Sir John Perrot, the Lord Deputy of Ireland, established County Coleraine between the Rivers Bann and Foyle in 1585 during the reign of Elizabeth I. Sir John intended administering the new county from the town of Coleraine. In the event, the English authorities built the courthouse and jail for the new establishment at Desertmartin in the adjacent county of Tyrone. Sir Thomas Phillips was appointed Governor of the County of Coleraine in 1611.

Flint tools discovered nearby to Coleraine, dating to around 7000 BCE, represent the earliest known signs of human presence in Ireland.

==Towards a new county==

English control of the territory remained nominal until after the Nine Years' War. Following the Flight of the Earls (1607) and O'Doherty's Rebellion (1608), the lands the Irish aristocrats held were escheated to the Crown. In 1609 the territory was given to the City of London Corporation and its livery companies, who received instructions to undertake its plantation.

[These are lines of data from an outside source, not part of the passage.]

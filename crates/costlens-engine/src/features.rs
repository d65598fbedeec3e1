//! Feature derivation from raw cost records.
//!
//! [`FeatureBuilder`] turns an ascending, timestamp-ordered slice of
//! [`CostRecord`]s into one [`FeatureRow`] per record:
//!
//! - calendar features (hour, day of week, day of month, month)
//! - `ln(1 + cost)`
//! - provider code (aws=0, azure=1, onpremises=2, anything else=3)
//! - trailing rolling mean/std/median of cost and the z-score against them
//! - normalized usage hours and cost per resource when those fields exist
//!
//! Rolling windows look only backwards. Series shorter than the window fall
//! back to whole-series statistics and every row is marked
//! `reduced_confidence`.
//!
//! ## Example
//!
//! ```
//! use chrono::{TimeZone, Utc};
//! use costlens_engine::{CostRecord, FeatureBuilder};
//!
//! let ts = Utc.with_ymd_and_hms(2024, 6, 1, 12, 0, 0).unwrap();
//! let records = vec![CostRecord::new(ts, "aws", "ec2", "i-001", 120.0)];
//! let rows = FeatureBuilder::default().build(&records).unwrap();
//! assert_eq!(rows[0].hour, 12);
//! assert!(rows[0].reduced_confidence);
//! ```

use chrono::{Datelike, Timelike};
use serde::{Deserialize, Serialize};
use tracing::debug;

use crate::error::{EngineError, Result};
use crate::models::CostRecord;
use crate::stats;

/// Offset added to the rolling std before dividing.
pub const ZSCORE_EPSILON: f64 = 1e-8;

/// Configuration for feature derivation.
#[derive(Debug, Clone, Serialize, Deserialize)]
#[serde(default)]
pub struct FeatureConfig {
    /// Trailing window length, inclusive of the current record (default: 7)
    pub rolling_window: usize,

    /// Divisor turning usage hours into a monthly fraction (default: 744)
    pub usage_hours_normalizer: f64,
}

impl Default for FeatureConfig {
    fn default() -> Self {
        Self {
            rolling_window: 7,
            usage_hours_normalizer: 744.0,
        }
    }
}

impl FeatureConfig {
    /// Set the rolling window length (at least 1).
    pub fn with_rolling_window(mut self, window: usize) -> Self {
        self.rolling_window = window.max(1);
        self
    }
}

/// A cost record enriched with derived features.
#[derive(Debug, Clone, PartialEq, Serialize, Deserialize)]
pub struct FeatureRow {
    /// Source record
    pub record: CostRecord,

    /// Hour of day (0-23)
    pub hour: u32,

    /// Day of week, Monday = 0
    pub day_of_week: u32,

    /// Day of month (1-31)
    pub day_of_month: u32,

    /// Month (1-12)
    pub month: u32,

    /// ln(1 + cost)
    pub log_cost: f64,

    /// Provider categorical code
    pub provider_code: u8,

    pub rolling_mean: f64,
    pub rolling_std: f64,
    pub rolling_median: f64,

    /// (cost - rolling_mean) / (rolling_std + epsilon)
    pub cost_zscore: f64,

    /// usage_hours / normalizer, when usage hours were reported
    pub usage_hours_normalized: Option<f64>,

    /// cost / (resource_count + 1), when a resource count was reported
    pub cost_per_resource: Option<f64>,

    /// True when whole-series statistics replaced the rolling window
    pub reduced_confidence: bool,
}

impl FeatureRow {
    /// Weekend check (Saturday or Sunday).
    pub fn is_weekend(&self) -> bool {
        self.day_of_week >= 5
    }
}

/// Builds [`FeatureRow`]s from cost records.
#[derive(Debug, Clone, Default)]
pub struct FeatureBuilder {
    config: FeatureConfig,
}

impl FeatureBuilder {
    /// Create a builder with a custom configuration.
    pub fn new(config: FeatureConfig) -> Self {
        Self { config }
    }

    /// Get the configuration.
    pub fn config(&self) -> &FeatureConfig {
        &self.config
    }

    /// Derive one feature row per record.
    ///
    /// Records must be sorted ascending by timestamp. Negative or non-finite
    /// costs and out-of-order timestamps fail with
    /// [`EngineError::InvalidRecord`].
    pub fn build(&self, records: &[CostRecord]) -> Result<Vec<FeatureRow>> {
        validate(records)?;

        let costs: Vec<f64> = records.iter().map(|r| r.cost).collect();
        let window = self.config.rolling_window.max(1);
        let reduced_confidence = records.len() < window;

        // Whole-series statistics are only needed for the short-series fallback
        let whole_series = reduced_confidence.then(|| {
            (
                stats::mean(&costs),
                stats::sample_std(&costs),
                stats::median(&costs),
            )
        });

        debug!(
            records = records.len(),
            window, reduced_confidence, "building cost features"
        );

        let rows = records
            .iter()
            .enumerate()
            .map(|(i, record)| {
                let (rolling_mean, rolling_std, rolling_median) = match whole_series {
                    Some(series) => series,
                    None => {
                        let start = (i + 1).saturating_sub(window);
                        let slice = &costs[start..=i];
                        (
                            stats::mean(slice),
                            stats::sample_std(slice),
                            stats::median(slice),
                        )
                    }
                };

                let ts = record.timestamp;
                FeatureRow {
                    hour: ts.hour(),
                    day_of_week: ts.weekday().num_days_from_monday(),
                    day_of_month: ts.day(),
                    month: ts.month(),
                    log_cost: record.cost.ln_1p(),
                    provider_code: record.provider.code(),
                    rolling_mean,
                    rolling_std,
                    rolling_median,
                    cost_zscore: (record.cost - rolling_mean) / (rolling_std + ZSCORE_EPSILON),
                    usage_hours_normalized: record
                        .usage_hours
                        .map(|h| h / self.config.usage_hours_normalizer),
                    cost_per_resource: record
                        .resource_count
                        .map(|c| record.cost / (f64::from(c) + 1.0)),
                    reduced_confidence,
                    record: record.clone(),
                }
            })
            .collect();

        Ok(rows)
    }
}

fn validate(records: &[CostRecord]) -> Result<()> {
    for (i, record) in records.iter().enumerate() {
        if !record.cost.is_finite() || record.cost < 0.0 {
            return Err(EngineError::invalid_record(
                &record.resource_id,
                format!("cost must be a non-negative number, got {}", record.cost),
            ));
        }
        if let Some(hours) = record.usage_hours {
            if !hours.is_finite() || hours < 0.0 {
                return Err(EngineError::invalid_record(
                    &record.resource_id,
                    format!("usage_hours must be non-negative, got {}", hours),
                ));
            }
        }
        if i > 0 && record.timestamp < records[i - 1].timestamp {
            return Err(EngineError::invalid_record(
                &record.resource_id,
                "records must be sorted ascending by timestamp",
            ));
        }
    }
    Ok(())
}

#[cfg(test)]
mod tests {
    use super::*;
    use chrono::{Duration, TimeZone, Utc};

    fn series(costs: &[f64]) -> Vec<CostRecord> {
        let start = Utc.with_ymd_and_hms(2024, 6, 3, 9, 0, 0).unwrap(); // a Monday
        costs
            .iter()
            .enumerate()
            .map(|(i, &c)| {
                CostRecord::new(start + Duration::days(i as i64), "aws", "ec2", "i-001", c)
            })
            .collect()
    }

    #[test]
    fn test_calendar_and_log_features() {
        let rows = FeatureBuilder::default().build(&series(&[0.0, 9.0])).unwrap();

        assert_eq!(rows[0].hour, 9);
        assert_eq!(rows[0].day_of_week, 0);
        assert_eq!(rows[1].day_of_week, 1);
        assert_eq!(rows[0].day_of_month, 3);
        assert_eq!(rows[0].month, 6);
        assert_eq!(rows[0].log_cost, 0.0);
        assert!((rows[1].log_cost - 10.0_f64.ln()).abs() < 1e-12);
    }

    #[test]
    fn test_negative_cost_rejected() {
        let err = FeatureBuilder::default()
            .build(&series(&[10.0, -1.0]))
            .unwrap_err();
        assert!(matches!(err, EngineError::InvalidRecord { .. }));
    }

    #[test]
    fn test_out_of_order_rejected() {
        let mut records = series(&[10.0, 11.0]);
        records.swap(0, 1);
        let err = FeatureBuilder::default().build(&records).unwrap_err();
        assert!(matches!(err, EngineError::InvalidRecord { .. }));
    }

    #[test]
    fn test_rolling_window_has_no_look_ahead() {
        let costs = [1.0, 2.0, 3.0, 4.0, 5.0, 6.0, 7.0, 100.0];
        let rows = FeatureBuilder::default().build(&series(&costs)).unwrap();

        // First row only sees itself
        assert_eq!(rows[0].rolling_mean, 1.0);
        assert_eq!(rows[0].rolling_std, 0.0);
        assert_eq!(rows[0].cost_zscore, 0.0);

        // Row 6 sees 1..=7, unaffected by the spike that follows
        assert_eq!(rows[6].rolling_mean, 4.0);
        assert_eq!(rows[6].rolling_median, 4.0);

        // Row 7 window is 2..=7 plus 100
        let expected = (2.0 + 3.0 + 4.0 + 5.0 + 6.0 + 7.0 + 100.0) / 7.0;
        assert!((rows[7].rolling_mean - expected).abs() < 1e-12);
        assert!(rows[7].cost_zscore > 2.0);
        assert!(rows.iter().all(|r| !r.reduced_confidence));
    }

    #[test]
    fn test_short_series_falls_back_to_whole_series() {
        let rows = FeatureBuilder::default()
            .build(&series(&[10.0, 20.0, 30.0]))
            .unwrap();

        assert!(rows.iter().all(|r| r.reduced_confidence));
        assert!(rows.iter().all(|r| r.rolling_mean == 20.0));
        assert!(rows.iter().all(|r| r.rolling_median == 20.0));
        assert!((rows[0].rolling_std - 10.0).abs() < 1e-12);
        assert!((rows[2].cost_zscore - 1.0).abs() < 1e-6);
    }

    #[test]
    fn test_optional_fields() {
        let mut records = series(&[10.0, 20.0]);
        records[0] = records[0].clone().with_usage_hours(372.0).with_resource_count(4);

        let rows = FeatureBuilder::default().build(&records).unwrap();

        assert_eq!(rows[0].usage_hours_normalized, Some(0.5));
        assert_eq!(rows[0].cost_per_resource, Some(2.0));
        assert_eq!(rows[1].usage_hours_normalized, None);
        assert_eq!(rows[1].cost_per_resource, None);
    }

    #[test]
    fn test_unknown_provider_gets_sentinel() {
        let ts = Utc.with_ymd_and_hms(2024, 6, 1, 0, 0, 0).unwrap();
        let records = vec![CostRecord::new(ts, "gcp", "gce", "vm-1", 5.0)];
        let rows = FeatureBuilder::default().build(&records).unwrap();
        assert_eq!(rows[0].provider_code, 3);
        assert!(rows[0].is_weekend()); // 2024-06-01 is a Saturday
    }
}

The area for planting included:

- the entirety of County Coleraine
- the barony of Loughinsholin which comprised the then north of County Tyrone and the environs of Coleraine in County Antrim, together called O'Cahan's Country
- a small area of County Donegal around Lough Foyle

In 1613, this larger area became incorporated into the newly founded County Londonderry, named after the titular new city, although its county town was Coleraine.